Thymosin Alpha-1 Evidence Base Graded by GRADE

Peptide medicine laboratory image for Thymosin Alpha-1 Evidence Base Graded by GRADE

At a glance

  • Drug name / thymosin alpha-1 (thymalfasin; brand name Zadaxin in Asia/EU)
  • Mechanism / thymic peptide that upregulates MHC class I expression and drives Th1 polarization via TLR9 agonism
  • Approved indications / hepatitis B (Italy, China, ~35 countries); NOT FDA-approved; available via 503A compounding in the US
  • GRADE tier: hepatitis B seroconversion / Moderate (two meta-analyses, N > 1,400 patients combined)
  • GRADE tier: hepatitis C SVR augmentation / Low (heterogeneous RCTs, small samples)
  • GRADE tier: cancer adjunct (NSCLC, melanoma) / Low-to-Very Low (single-center RCTs, surrogate endpoints)
  • GRADE tier: sepsis immune-paralysis / Low (pilot RCTs, no 90-day mortality benefit confirmed)
  • Standard dose / 1.6 mg subcutaneously twice weekly (thymalfasin)
  • Typical course / 6 months for hepatitis B; variable (4 to 24 weeks) in cancer/sepsis trials

What Is Thymosin Alpha-1 and How Does It Work?

Thymosin alpha-1 is a 28-amino-acid peptide originally isolated from thymic fraction 5 by Allan Goldstein in 1977. The synthetic version, thymalfasin, is approved in roughly 35 countries for chronic hepatitis B and is used off-label or under compassionate protocols for hepatitis C, oncology, and sepsis.

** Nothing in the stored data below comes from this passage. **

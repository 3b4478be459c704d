//! Error types for the factory contract.

use crate::workflow::DeploymentStatus;
use gala_chain::{Balance, StorageError};
use thiserror::Error;

/// Reasons a factory call is rejected
#[derive(Debug, Error, Clone, PartialEq, Eq)]
pub enum FactoryError {
    /// Name is not a single segment or the sub-account id is invalid
    #[error("Event name must be valid NEAR account name")]
    InvalidName {
        /// Rejected name
        name: String,
    },

    /// Name is registered or its deployment is in flight
    #[error("Event name already exists")]
    NameTaken {
        /// Requested name
        name: String,
    },

    /// Deposit does not cover the new account's minimum balance
    #[error("MIN_ACCOUNT_BALANCE must be attached to initialize")]
    InsufficientDeposit {
        /// Attached amount
        attached: Balance,
        /// Required amount
        required: Balance,
    },

    /// Callback invoked by someone other than the factory
    #[error("Only the factory can perform this action")]
    Unauthorized,

    /// Workflow record asked to move backwards or skip a step
    #[error("Deployment cannot move from {from} to {to}")]
    InvalidTransition {
        /// Current status
        from: DeploymentStatus,
        /// Requested status
        to: DeploymentStatus,
    },

    /// Cross-contract arguments could not be encoded
    #[error("Failed to encode arguments: {0}")]
    Encode(String),

    /// Persisted state could not be read or written
    #[error("Storage error: {0}")]
    Storage(#[from] StorageError),
}

/// Result type for factory operations
pub type Result<T> = std::result::Result<T, FactoryError>;

#[cfg(test)]
mod tests {
    use super::*;

    #[test]
    fn messages() {
        let invalid = FactoryError::InvalidName {
            name: "_".to_string(),
        };
        assert_eq!(invalid.to_string(), "Event name must be valid NEAR account name");

        let transition = FactoryError::InvalidTransition {
            from: DeploymentStatus::Confirmed,
            to: DeploymentStatus::Deploying,
        };
        assert_eq!(transition.to_string(), "Deployment cannot move from confirmed to deploying");
    }
}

In the United States, it is not FDA-approved but can be compounded by licensed 503A pharmacies for individual patients under a valid prescription.

Molecular Mechanism

The peptide binds Toll-like receptors 7 and 9 on dendritic cells, triggering MyD88-dependent signaling that upregulates interferon-alpha and interleukin-12 secretion. Romani et al. (2010) demonstrated in human ex vivo models that thymosin alpha-1 restored CD4+ T-cell proliferative responses suppressed by fungal infection, with statistically significant increases in Th1-associated cytokines (P<0.01). That work anchored the concept of thymosin alpha-1 as an immune-restoration agent rather than a simple immunostimulant.

MHC Class I Upregulation

A second well-replicated action is MHC class I upregulation on tumor and virally infected cells, making them more visible to cytotoxic CD8+ T cells. This mechanism explains most of the oncology rationale and was reviewed in a 2012 Annals of the New York Academy of Sciences supplement alongside five supporting in vitro and murine datasets. Garaci et al. (2012) summarized this line of evidence across 12 tumor-cell-line studies.

Regulatory Status in the United States

The FDA has not approved thymalfasin for any indication. Compounded preparations fall under Section 503A of the Federal Food, Drug, and Cosmetic Act. Clinicians ordering it for patients should confirm the compounding pharmacy holds current state licensure and follows USP 797 standards, per FDA guidance on compounded drug products.


Applying GRADE to Thymosin Alpha-1 Literature

GRADE (Grading of Recommendations Assessment, Development and Evaluation) rates evidence certainty as High, Moderate, Low, or Very Low based on risk of bias, inconsistency, indirectness, imprecision, and publication bias. The GRADE working group's foundational methods paper remains the standard framework used by WHO and most major guidelines bodies. Guyatt et al. (2008) codified the four-tier schema now applied across thousands of systematic reviews.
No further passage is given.